Heal your past - Love your life - Create your future

Relationships this year will see the beginning of more authentic ways of being. 

People are beginning to turn away from what was a long series of dysfunctional experiences – from fakeness and self-importance, from swiping left or right based on a photo, and from a person’s worth being defined by their social media presence. Real relationships need to go much deeper, and this begins by honouring the lessons learned from all the failures of the past relationships.

Don’t repeat the same mistakes this year. Learn from what hasn’t worked and try something more genuine.

Relationships and their expectations have been evolving and breaking down over the last 3 years. This year marks new beginnings and new ways of seeing the world and seeing ourselves. We have to find equity and balance.
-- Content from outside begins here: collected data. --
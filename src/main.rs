use tracing_subscriber::{EnvFilter, fmt};

fn main() -> anyhow::Result<()> {
    init_tracing();
    estaleiro::pipeline::run()?;
    Ok(())
}

/// Logs go to stderr so stdout carries only summaries and JSON.
fn init_tracing() {
    let filter = EnvFilter::try_from_default_env().unwrap_or_else(|_| EnvFilter::new("info"));
    let _ = fmt()
        .with_env_filter(filter)
        .with_target(false)
        .with_writer(std::io::stderr)
        .try_init();
}
use std::path::{Path, PathBuf};
use std::time::Duration;

use crate::config::{Config, StackKind};
use crate::error::{DeployError, DeployResult};
use crate::stack::{Stack, Step, node};

/// Static single-page app built with a Node toolchain. Serves
/// the build output directory.
#[derive(Debug, Clone)]
pub struct React {
    pub build_dir: String,
    pub step_timeout: Duration,
}

impl React {
    #[must_use]
    pub fn from_config(config: &Config) -> Self {
        Self {
            build_dir: config.build_dir.clone(),
            step_timeout: config.step_timeout(),
        }
    }
}

impl Stack for React {
    fn kind(&self) -> StackKind {
        StackKind::React
    }

    fn packages(&self) -> &'static [&'static str] {
        &["nginx", "git", "nodejs", "npm"]
    }

    fn plan(&self, release: &Path) -> DeployResult<Vec<Step>> {
        if !node::has_script(release, "build")? {
            return Err(DeployError::ManifestMissing(
                "package.json has no \"build\" script".into(),
            ));
        }

        Ok(vec![
            node::install_step(release, self.step_timeout),
            node::build_step(release, self.step_timeout),
        ])
    }

    fn marker(&self) -> PathBuf {
        Path::new(&self.build_dir).join("index.html")
    }

    fn served_dir(&self) -> PathBuf {
        PathBuf::from(&self.build_dir)
    }
}

#[cfg(test)]
mod tests {
    use super::*;
    use std::fs;

    fn react() -> React {
        React::from_config(&Config::new("a.com", "repo").build_dir("dist"))
    }

    #[test]
    fn requires_build_script() {
        let dir = tempfile::tempdir().unwrap();
        fs::write(dir.path().join("package.json"), r#"{"scripts":{}}"#).unwrap();

        assert!(matches!(
            react().plan(dir.path()),
            Err(DeployError::ManifestMissing(_))
        ));
    }

    #[test]
    fn plan_installs_then_builds() {
        let dir = tempfile::tempdir().unwrap();
        fs::write(
            dir.path().join("package.json"),
            r#"{"scripts":{"build":"react-scripts build"}}"#,
        )
        .unwrap();
        fs::write(dir.path().join("yarn.lock"), "").unwrap();

        let lines: Vec<String> = react()
            .plan(dir.path())
            .unwrap()
            .iter()
            .map(|s| s.command.display())
            .collect();

        assert_eq!(
            lines,
            vec!["yarn install --frozen-lockfile", "yarn run build"]
        );
    }

    #[test]
    fn marker_lives_in_build_dir() {
        assert_eq!(react().marker(), PathBuf::from("dist/index.html"));
        assert_eq!(react().served_dir(), PathBuf::from("dist"));
        assert!(react().reload_commands().is_empty());
    }
}
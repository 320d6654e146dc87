use std::path::PathBuf;

pub type DeployResult<T> = Result<T, DeployError>;

#[derive(Debug, thiserror::Error)]
pub enum DeployError {
    #[error("configuration error: {0}")]
    Config(String),

    #[error("fetch failed for branch '{branch}': {reason}")]
    Fetch { branch: String, reason: String },

    #[error("dependency step '{step}' failed: {reason}")]
    DependencyInstall { step: String, reason: String },

    #[error("manifest missing: {0}")]
    ManifestMissing(String),

    #[error("build verification failed for release {release}: {marker} not found")]
    BuildVerification { release: String, marker: PathBuf },

    #[error("activation failed: {0}")]
    Activation(String),

    #[error("release not found: {0}")]
    RollbackTargetNotFound(String),

    #[error("release directory already exists: {0}")]
    ReleaseCollision(String),

    #[error("another deploy holds the lock on {0}")]
    Locked(PathBuf),

    #[error("proxy configuration failed: {0}")]
    Proxy(String),

    #[error("template error: {0}")]
    Template(#[from] tera::Error),

    #[error("command failed: {command} (exit code {code:?})")]
    CommandFailed { command: String, code: Option<i32> },

    #[error("command not found: {0}")]
    CommandNotFound(String),

    #[error("command timed out after {secs}s: {command}")]
    CommandTimeout { command: String, secs: u64 },

    #[error(transparent)]
    Io(#[from] std::io::Error),

    #[error(transparent)]
    Json(#[from] serde_json::Error),

    #[error(transparent)]
    Yaml(#[from] serde_yaml::Error),
}
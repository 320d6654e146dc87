use std::fs;
use std::io::ErrorKind;
use std::path::{Component, Path, PathBuf};

use crate::config::Config;
use crate::error::DeployResult;
use crate::release::ReleaseId;

/// Per-domain directory tree:
///
/// ```text
/// <base_dir>/<domain>/
///     releases/<timestamp>/
///     shared/<item>
///     backups/
///     logs/
///     current -> releases/<timestamp>/<served dir>
///     .deploy.lock
/// ```
#[derive(Debug, Clone, PartialEq, Eq)]
pub struct Layout {
    root: PathBuf,
}

impl Layout {
    #[must_use]
    pub fn new(root: impl Into<PathBuf>) -> Self {
        Self { root: root.into() }
    }

    #[must_use]
    pub fn for_config(config: &Config) -> Self {
        Self::new(config.domain_root())
    }

    #[must_use]
    pub fn root(&self) -> &Path {
        &self.root
    }

    #[must_use]
    pub fn releases_dir(&self) -> PathBuf {
        self.root.join("releases")
    }

    #[must_use]
    pub fn shared_dir(&self) -> PathBuf {
        self.root.join("shared")
    }

    #[must_use]
    pub fn backups_dir(&self) -> PathBuf {
        self.root.join("backups")
    }

    #[must_use]
    pub fn logs_dir(&self) -> PathBuf {
        self.root.join("logs")
    }

    #[must_use]
    pub fn current(&self) -> PathBuf {
        self.root.join("current")
    }

    #[must_use]
    pub fn lock_path(&self) -> PathBuf {
        self.root.join(".deploy.lock")
    }

    #[must_use]
    pub fn release_path(&self, id: &ReleaseId) -> PathBuf {
        self.releases_dir().join(id.as_str())
    }

    /// Create the skeleton directories. Idempotent.
    pub fn ensure_skeleton(&self) -> DeployResult<()> {
        for dir in [
            self.releases_dir(),
            self.shared_dir(),
            self.backups_dir(),
            self.logs_dir(),
        ] {
            fs::create_dir_all(&dir)?;
        }
        if let Some(parent) = self.current().parent() {
            fs::create_dir_all(parent)?;
        }
        Ok(())
    }

    /// Release directories on disk, newest first. Entries whose
    /// name is not a release timestamp are ignored.
    pub fn list_releases(&self) -> DeployResult<Vec<ReleaseId>> {
        let entries = match fs::read_dir(self.releases_dir()) {
            Ok(entries) => entries,
            Err(e) if e.kind() == ErrorKind::NotFound => return Ok(Vec::new()),
            Err(e) => return Err(e.into()),
        };

        let mut ids: Vec<ReleaseId> = entries
            .filter_map(Result::ok)
            .filter(|e| e.file_type().is_ok_and(|t| t.is_dir()))
            .filter_map(|e| ReleaseId::parse(&e.file_name().to_string_lossy()))
            .collect();
        ids.sort_unstable_by(|a, b| b.cmp(a));
        Ok(ids)
    }

    /// Release the `current` pointer resolves into, if any.
    pub fn active_release(&self) -> DeployResult<Option<ReleaseId>> {
        let target = match fs::read_link(self.current()) {
            Ok(target) => target,
            Err(e) if e.kind() == ErrorKind::NotFound => return Ok(None),
            Err(e) if e.kind() == ErrorKind::InvalidInput => {
                tracing::warn!(
                    path = %self.current().display(),
                    "current exists but is not a symlink"
                );
                return Ok(None);
            }
            Err(e) => return Err(e.into()),
        };

        let target = if target.is_absolute() {
            target
        } else {
            self.root.join(target)
        };

        let Ok(rest) = target.strip_prefix(self.releases_dir()) else {
            return Ok(None);
        };
        Ok(rest.components().next().and_then(|c| match c {
            Component::Normal(name) => ReleaseId::parse(&name.to_string_lossy()),
            _ => None,
        }))
    }
}
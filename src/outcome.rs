use std::fmt;
use std::path::PathBuf;

use serde::Serialize;

use crate::release::ReleaseId;

#[derive(Debug, Clone, Copy, PartialEq, Eq, Serialize)]
#[serde(rename_all = "snake_case")]
pub enum WarningKind {
    /// A best-effort step failed and was skipped.
    BestEffort,
    /// A service reload failed after the pointer was swapped.
    Reload,
}

/// A non-fatal failure reported at the end of a run.
#[derive(Debug, Clone, PartialEq, Eq, Serialize)]
pub struct Warning {
    pub kind: WarningKind,
    pub step: String,
    pub message: String,
}

impl Warning {
    #[must_use]
    pub fn best_effort(step: &str, message: impl Into<String>) -> Self {
        Self {
            kind: WarningKind::BestEffort,
            step: step.to_string(),
            message: message.into(),
        }
    }

    #[must_use]
    pub fn reload(step: &str, message: impl Into<String>) -> Self {
        Self {
            kind: WarningKind::Reload,
            step: step.to_string(),
            message: message.into(),
        }
    }
}

impl fmt::Display for Warning {
    fn fmt(&self, f: &mut fmt::Formatter<'_>) -> fmt::Result {
        write!(f, "{}: {}", self.step, self.message)
    }
}

/// Result of a successful deploy or rollback.
#[derive(Debug, Clone, PartialEq, Eq)]
pub struct DeployOutcome {
    pub domain: String,
    pub release: ReleaseId,
    pub active_path: PathBuf,
    pub release_count: usize,
    pub pruned: Vec<ReleaseId>,
    pub warnings: Vec<Warning>,
}

impl DeployOutcome {
    /// The new release is live but a service reload failed and
    /// needs manual follow-up.
    #[must_use]
    pub fn is_degraded(&self) -> bool {
        self.warnings.iter().any(|w| w.kind == WarningKind::Reload)
    }
}

impl fmt::Display for DeployOutcome {
    fn fmt(&self, f: &mut fmt::Formatter<'_>) -> fmt::Result {
        writeln!(f, "Domain:   {}", self.domain)?;
        writeln!(f, "Release:  {}", self.release)?;
        writeln!(f, "Active:   {}", self.active_path.display())?;
        write!(f, "Releases: {}", self.release_count)?;
        if !self.pruned.is_empty() {
            let pruned: Vec<&str> = self.pruned.iter().map(ReleaseId::as_str).collect();
            write!(f, "\nPruned:   {}", pruned.join(", "))?;
        }
        for warning in &self.warnings {
            write!(f, "\nWarning:  {warning}")?;
        }
        Ok(())
    }
}
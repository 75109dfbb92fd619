//! Notifications posted from the engine to its client.

use bytes::Bytes;
use flume::Sender;
use serde::{Deserialize, Serialize};
use tracing::{debug, trace};

use crate::codec::format::OutputFormat;
use crate::common::{
    errors::ErrorCode,
    types::{BufferFlags, BufferId, PortIndex},
};

/// How the input side of the stream ended.
#[derive(Debug, Clone, Copy, PartialEq, Eq, Serialize, Deserialize)]
#[serde(rename_all = "camelCase")]
pub enum StreamResult {
    Ok,
    /// The producer reported a clean end of stream.
    EndOfStream,
    /// The producer failed before its stream ended.
    SourceFailed,
}

#[derive(Debug, Clone, Copy, PartialEq, Eq, Serialize)]
pub struct BufferDescriptor {
    pub id: BufferId,
    pub capacity: usize,
}

#[derive(Debug, Clone, PartialEq, Serialize)]
#[serde(tag = "type", rename_all = "camelCase")]
pub enum Notification {
    SessionAllocated {
        component: String,
    },
    SessionConfigured,
    BuffersAllocated {
        port: PortIndex,
        buffers: Vec<BufferDescriptor>,
    },
    /// An input buffer is waiting for data. Answer with
    /// `EngineHandle::submit_input`.
    FillThisBuffer {
        id: BufferId,
        capacity: usize,
    },
    /// An output buffer holds data. Answer with `EngineHandle::release_output`.
    #[serde(rename_all = "camelCase")]
    DrainThisBuffer {
        id: BufferId,
        #[serde(skip)]
        data: Bytes,
        size: usize,
        flags: BufferFlags,
        timestamp_us: i64,
    },
    OutputFormatChanged {
        format: OutputFormat,
    },
    EndOfStream {
        result: StreamResult,
    },
    FlushCompleted,
    ShutdownCompleted,
    Error {
        code: ErrorCode,
        detail: String,
    },
}

impl Notification {
    pub fn name(&self) -> &'static str {
        match self {
            Self::SessionAllocated { .. } => "session-allocated",
            Self::SessionConfigured => "session-configured",
            Self::BuffersAllocated { .. } => "buffers-allocated",
            Self::FillThisBuffer { .. } => "fill-this-buffer",
            Self::DrainThisBuffer { .. } => "drain-this-buffer",
            Self::OutputFormatChanged { .. } => "output-format-changed",
            Self::EndOfStream { .. } => "end-of-stream",
            Self::FlushCompleted => "flush-completed",
            Self::ShutdownCompleted => "shutdown-completed",
            Self::Error { .. } => "error",
        }
    }
}

/// Sending half of the notification channel.
pub struct Notifier {
    tx: Sender<Notification>,
}

impl Notifier {
    pub fn new(tx: Sender<Notification>) -> Self {
        Self { tx }
    }

    /// Deliver `notification`. A client that stopped listening is not an
    /// engine error.
    pub fn send(&self, notification: Notification) {
        trace!("notify {}", notification.name());
        if self.tx.send(notification).is_err() {
            debug!("notification receiver dropped");
        }
    }
}

#[cfg(test)]
mod tests {
    use super::*;

    #[test]
    fn serializes_with_type_tag() {
        let json = serde_json::to_value(Notification::EndOfStream {
            result: StreamResult::Ok,
        })
        .unwrap();
        assert_eq!(json["type"], "endOfStream");
        assert_eq!(json["result"], "ok");
    }

    #[test]
    fn drain_payload_is_not_serialized() {
        let json = serde_json::to_value(Notification::DrainThisBuffer {
            id: BufferId(3),
            data: Bytes::from_static(b"abc"),
            size: 3,
            flags: BufferFlags::END_OF_STREAM,
            timestamp_us: 40,
        })
        .unwrap();
        assert!(json.get("data").is_none());
        assert_eq!(json["size"], 3);
        assert_eq!(json["timestampUs"], 40);
    }
}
When I say romantic relationships, I’m certainly looking at them from a modern, collectively western world perspective, which is being compelled to become more progressive, free-thinking and tolerant. Yet even old fashioned and traditionally conservative relationships will feel the effects of the call to change.

Regardless of the type of romantic relationship that you are in or are looking for, all parties need to be responsible for your own emotions. If you expect your partner to fix your emotional issues you will be disappointed. Alternatively, if you ignore their behavioural red flags and warnings signs you will be in for trouble.

The law of attraction says we attract the people who resonate at the same level as we do, in equal and in opposite proportions. In this way, if you like to help others you may attract another who is needy. When people are resonating at a really beautiful level, where they don’t really need anything in their life except pure love, they will attract that person. If you stay single despite all attempts, it’s because you are resonating at a level that is not the same as what you say you want.  

Clients often desperately ask me when they will meet their soul mate, thinking that romantic love will be the answer to all their problems. They think that by being in love they will stop being anxious or depressed in life, that they will feel more attractive, that the boss will be nicer and that it will all make them happier with themselves. The truth is though, love for another person comes from within us, not from the person we love. It comes from us projecting the love we have inside us onto another person who then mirrors it back to us, mixed with the appealing aspects of their own character.  The example I usually give clients is that of a child who loves her teddy bear. The teddy bear has no love to give; it is the child who is already full of love, who projects that love onto the teddy bear, and who then feels her own love in return.

A recent female client asked these questions continuously:  When will I meet my partner? When will I get married? Will he be rich? What nationality will he be? How many children will I have?

Yet when I stopped her to ask “What are the two most important things that you need in a partner?” she thought for a while and then finally said “Trust and support”.

She didn’t say handsome looks or lots of money. She actually took the time to listen to what her heart was saying, to list the things that she was willing to give and which she needed in return, the things which she knew needed as the basis of her relationship.

If you have neediness, it’s not your partner’s role to fix it. But together you can support, comfort and love each other. Honest connection includes an understanding of your own pains and woundings, and not acting them out on others. At best, there is possibility for a meeting of minds and a willingness to meet others half way. Current relationships can improve and new connections can happen if people are more light hearted, open minded, willing to share and less influenced by pretentiousness. At the least, the old BS won’t work anymore, people will more aware of love addicts and abusers and will sense if you’re just looking for someone to fix your problems or pay off your debts.

Your relationship with yourself this year includes looking at the pain of the past and understanding that it can be different in the future. This means healing the grief and the loss, and looking at the emotional dysfunction at play that caused it. In order to become wiser and move on, we need to really understand those things that must change, grow, to be let go of and to be forgiven. More heartfelt connections, more joy and a large dose of luck will make it all come together.

By releasing the old painful romantic experiences and opening your heart to new possibilities and just loving the joy of life, you will create your own experiences of love and wonderment and this attracts like minded and like hearted partners. All of the old worries about who, where and when can melt away, and you can actually feel the joy of new connections.

Ultimately this year, all your relationships can improve by you becoming more responsible for yourself, and by connecting with your value sets, and knowing what’s important. The more you know who you are, the more you can attract someone like you.